RE: 3-server Zab cluster

Posted by "Ibrahim El-sanosi (PGR)" <i....@newcastle.ac.uk>.
>I'm not entirely sure what the optimization is and if you are proposing a change or what. Are you looking for a blessing from this community? I'd like to understand what you're trying to achieve.


As Zab uses reliable FIFO, it is possible to remove commit round. As soon as a follower receives a proposal, it logs, sends an ACK and commits locally. Upon receiving ACK from any follower, leader commits a proposal locally, no COMMIT message need to be sent to followers. In this case, all servers commit a proposal in two round-trips, resulting in reducing latency particularly in followers. 

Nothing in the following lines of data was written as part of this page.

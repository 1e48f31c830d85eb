#![cfg_attr(not(feature = "std"), no_std)]

#[cfg(not(feature = "std"))]
extern crate alloc;

pub mod adapters;
pub mod chemistry;
pub mod error;
pub mod models;
pub mod recipe;

#[cfg(feature = "std")]
pub use crate::error::AppError;
pub use crate::error::RecipeError;
pub use crate::models::{
    BatchRequest, BoosterParameters, FlavorProfile, FlavorReference, SourceWaterProfile,
    TargetProfile,
};
pub use crate::recipe::calculator::{
    RecipeResult, compute_batches, compute_recipe, dilution_fraction,
};
pub use crate::recipe::flavor::{FlavorRecipeResult, compute_flavor_recipe};
// std-Variante: Fehler mit thiserror, ohne std als schlichte Enum
#[cfg(feature = "std")]
use thiserror::Error;

/// Faults raised by the recipe calculators.
#[cfg(feature = "std")]
#[derive(Error, Debug, Clone, Copy, PartialEq)]
pub enum RecipeError {
    #[error("Division by zero: {input} must be positive (got {value})")]
    DivisionByZero { input: &'static str, value: f64 },

    #[error(
        "Infeasible recipe: diluent {diluent_volume_ml} mL, booster {booster_total_ml} mL do not fit the batch"
    )]
    InfeasibleRecipe {
        diluent_volume_ml: f64,
        booster_total_ml: f64,
    },
}

#[cfg(not(feature = "std"))]
#[derive(Debug, Clone, Copy, PartialEq)]
pub enum RecipeError {
    DivisionByZero {
        input: &'static str,
        value: f64,
    },
    InfeasibleRecipe {
        diluent_volume_ml: f64,
        booster_total_ml: f64,
    },
}

#[cfg(feature = "std")]
#[derive(Error, Debug)]
pub enum AppError {
    #[cfg(feature = "cli")]
    #[error("Error reading from stdin: {source}")]
    ReadStdin {
        #[source]
        source: std::io::Error,
    },

    #[cfg(feature = "cli")]
    #[error("Error reading file '{path}': {source}")]
    ReadFile {
        path: String,
        #[source]
        source: std::io::Error,
    },

    #[cfg(feature = "cli")]
    #[error("Invalid JSON for --inputs-json: {source}")]
    ParseInputsJson {
        #[source]
        source: serde_json::Error,
    },

    #[cfg(feature = "cli")]
    #[error("Invalid JSON in input document: {source}")]
    ParseCmdInputJson {
        #[source]
        source: serde_json::Error,
    },

    #[cfg(feature = "cli")]
    #[error("Could not serialize output to JSON: {source}")]
    SerializeOutput {
        #[source]
        source: serde_json::Error,
    },

    #[error("Unknown {kind} preset '{name}'")]
    UnknownPreset { kind: &'static str, name: String },

    #[error(transparent)]
    Recipe(#[from] RecipeError),

    #[cfg(feature = "cli")]
    #[error("Missing input data: provide --target, --input or --inputs-json")]
    MissingInputData,
}
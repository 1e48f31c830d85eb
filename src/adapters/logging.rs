//! Logging for the command-line shell.
//!
//! Events go to stderr so `--json` output on stdout stays machine readable.
//! The filter comes from `RUST_LOG` (default `warn`); `--verbose` forces
//! `trace`, which includes every computed recipe.

use std::io;
use tracing_subscriber::EnvFilter;
use tracing_subscriber::layer::SubscriberExt;
use tracing_subscriber::util::SubscriberInitExt;

/// Install the global subscriber. Call once, before any calculation.
pub fn init_logging(verbose: bool) {
    let env_filter = if verbose {
        EnvFilter::new("trace")
    } else {
        EnvFilter::try_from_default_env().unwrap_or_else(|_| EnvFilter::new("warn"))
    };

    let stderr_layer = tracing_subscriber::fmt::layer()
        .with_writer(io::stderr)
        .with_ansi(false)
        .with_target(false);

    tracing_subscriber::registry()
        .with(env_filter)
        .with(stderr_layer)
        .init();
}
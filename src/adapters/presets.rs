//! Preset catalogs offered by the shell.
//!
//! The calculators only see resolved numbers; the names live here. Lookup is
//! case-insensitive and ignores punctuation and spacing, so `le-minerale`,
//! `Le Minerale` and `LEMINERALE` all resolve to the same preset.
use serde::Serialize;

use crate::models::{FlavorProfile, SourceWaterProfile, TargetProfile};

#[derive(Clone, Copy, Debug, PartialEq, Serialize)]
pub struct SourcePreset {
    pub name: &'static str,
    pub profile: SourceWaterProfile,
}

#[derive(Clone, Copy, Debug, PartialEq, Serialize)]
pub struct TargetPreset {
    pub name: &'static str,
    pub profile: TargetProfile,
}

pub const SOURCE_PRESETS: &[SourcePreset] = &[SourcePreset {
    name: "Le Minerale",
    profile: SourceWaterProfile {
        kh_ppm: 133.2,
        gh_ppm: 63.3,
        tds_mg_l: 255.5,
    },
}];

pub const TARGET_PRESETS: &[TargetPreset] = &[
    TargetPreset {
        name: "Simplified Rao/Perger",
        profile: TargetProfile {
            kh_ppm: 40.0,
            gh_ppm: 88.0,
        },
    },
    TargetPreset {
        name: "Classic Rao/Perger",
        profile: TargetProfile {
            kh_ppm: 40.0,
            gh_ppm: 50.0,
        },
    },
];

pub const FLAVOR_PRESETS: &[FlavorProfile] = &[
    FlavorProfile {
        name: "Bright & Juicy",
        mg_concentration_g_per_l: 12.0,
        ca_concentration_g_per_l: 3.0,
        flavor_note: "Magnesium-forward; lifts acidity and fruit clarity",
    },
    FlavorProfile {
        name: "Balanced",
        mg_concentration_g_per_l: 8.0,
        ca_concentration_g_per_l: 8.0,
        flavor_note: "Even magnesium/calcium split; rounded sweetness",
    },
    FlavorProfile {
        name: "Heavy Body",
        mg_concentration_g_per_l: 4.0,
        ca_concentration_g_per_l: 12.0,
        flavor_note: "Calcium-forward; heavier mouthfeel, muted acidity",
    },
    FlavorProfile {
        name: "Espresso",
        mg_concentration_g_per_l: 6.0,
        ca_concentration_g_per_l: 10.0,
        flavor_note: "Moderate hardness that keeps shots syrupy without scale",
    },
];

fn normalized(s: &str) -> impl Iterator<Item = char> + '_ {
    s.chars()
        .filter(|c| c.is_ascii_alphanumeric())
        .map(|c| c.to_ascii_lowercase())
}

fn name_matches(name: &str, query: &str) -> bool {
    normalized(name).eq(normalized(query))
}

pub fn find_source(name: &str) -> Option<&'static SourcePreset> {
    SOURCE_PRESETS.iter().find(|p| name_matches(p.name, name))
}

pub fn find_target(name: &str) -> Option<&'static TargetPreset> {
    TARGET_PRESETS.iter().find(|p| name_matches(p.name, name))
}

pub fn find_flavor(name: &str) -> Option<&'static FlavorProfile> {
    FLAVOR_PRESETS.iter().find(|p| name_matches(p.name, name))
}
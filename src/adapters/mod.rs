#[cfg(feature = "cli")]
pub mod cli;
#[cfg(feature = "cli")]
pub mod logging;
pub mod presets;

#[cfg(feature = "cli")]
use clap::Parser;

#[cfg(feature = "cli")]
pub fn run() -> Result<(), crate::error::AppError> {
    use crate::adapters::cli::{Cli, Command, parse_flavor_inputs, parse_recipe_inputs};
    use crate::recipe::calculator::compute_batches;
    use crate::recipe::flavor::compute_flavor_recipe;

    let cli = Cli::parse();
    crate::adapters::logging::init_logging(cli.verbose);

    match &cli.command {
        Command::Recipe(args) => {
            let inp = parse_recipe_inputs(args)?;
            let batches: Vec<_> =
                compute_batches(&inp.source, &inp.target, &inp.batches_l, &inp.booster).collect();
            for (volume_l, recipe) in &batches {
                if let Err(e) = recipe.check_feasible() {
                    tracing::warn!(batch_l = volume_l, "{e}");
                }
            }
            crate::adapters::cli::print_recipes(&inp, &batches, args)?;
        }
        Command::Flavor(args) => {
            let inp = parse_flavor_inputs(args)?;
            let out = compute_flavor_recipe(
                inp.flavor,
                inp.target_kh_ppm,
                inp.batch_volume_l,
                inp.dose_per_liter_ml,
                &inp.reference,
            )?;
            if let Err(e) = out.check_feasible() {
                tracing::warn!(flavor = inp.flavor.name, "{e}");
            }
            crate::adapters::cli::print_flavor(&inp, &out, args)?;
        }
        Command::Presets(args) => crate::adapters::cli::print_presets(args)?,
    }

    Ok(())
}
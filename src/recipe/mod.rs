pub mod calculator;
pub mod flavor;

Note that this optimization can only work in 3-servers cluster (follower reaches a majority as soon as it acks).  

The proposal:

ZK with  3-server cluster,  it is common use compared to 5 or 7, etc ensemble (I think). Clients  who  use 3-ZK ensemble and look to achieve better latency, we may provide this optimization (above algorithm)  as optional. 

I hope my aim is clear now.

Ibrahim 

-----Original Message-----
From: Flavio Junqueira [mailto:fpj@apache.org] 
Sent: Monday, October 05, 2015 06:23 م
To: user@zookeeper.apache.org
Subject: Re: 3-server Zab cluster


> On 05 Oct 2015, at 18:13, Ibrahim El-sanosi (PGR) <i....@newcastle.ac.uk> wrote:
> 
> Hi Rakesh,
> 
> In Zab, before the end of synchronization phase, new leader will not commit any proposals in transaction logs that have not got a majority of acks from pervious ensemble  (that what you are saying).

That's not accurate. Being recorded by a quorum guarantees that a txn will be in the initial state of future epochs, but a prospective leader might have txns it its log that haven't been recorded in a log. The prospective leader needs to make sure that such txns are recorded in a quorum before establishing a new epoch, though.

> I think what Zab does is that before the end of synchronization phase,  in L and F2 (the new quorum), L (a prospective leader) will sync its own state with F2 as the initial state.  Referring to my scenario, zxid =10 is part of the initial state and as a result it will be delivered in new quorum (L and F2) before  processing new proposals of new epoch.

Yes, this is right.

> 
> You can read this thread 
> http://zookeeper-user.578899.n2.nabble.com/Zab-Failure-scenario-td7581
> 583.html 
> <http://zookeeper-user.578899.n2.nabble.com/Zab-Failure-scenario-td758
> 1583.html> for more info
> 
> What do you think? Does anyone have any questions or concerns about such (small) optimization?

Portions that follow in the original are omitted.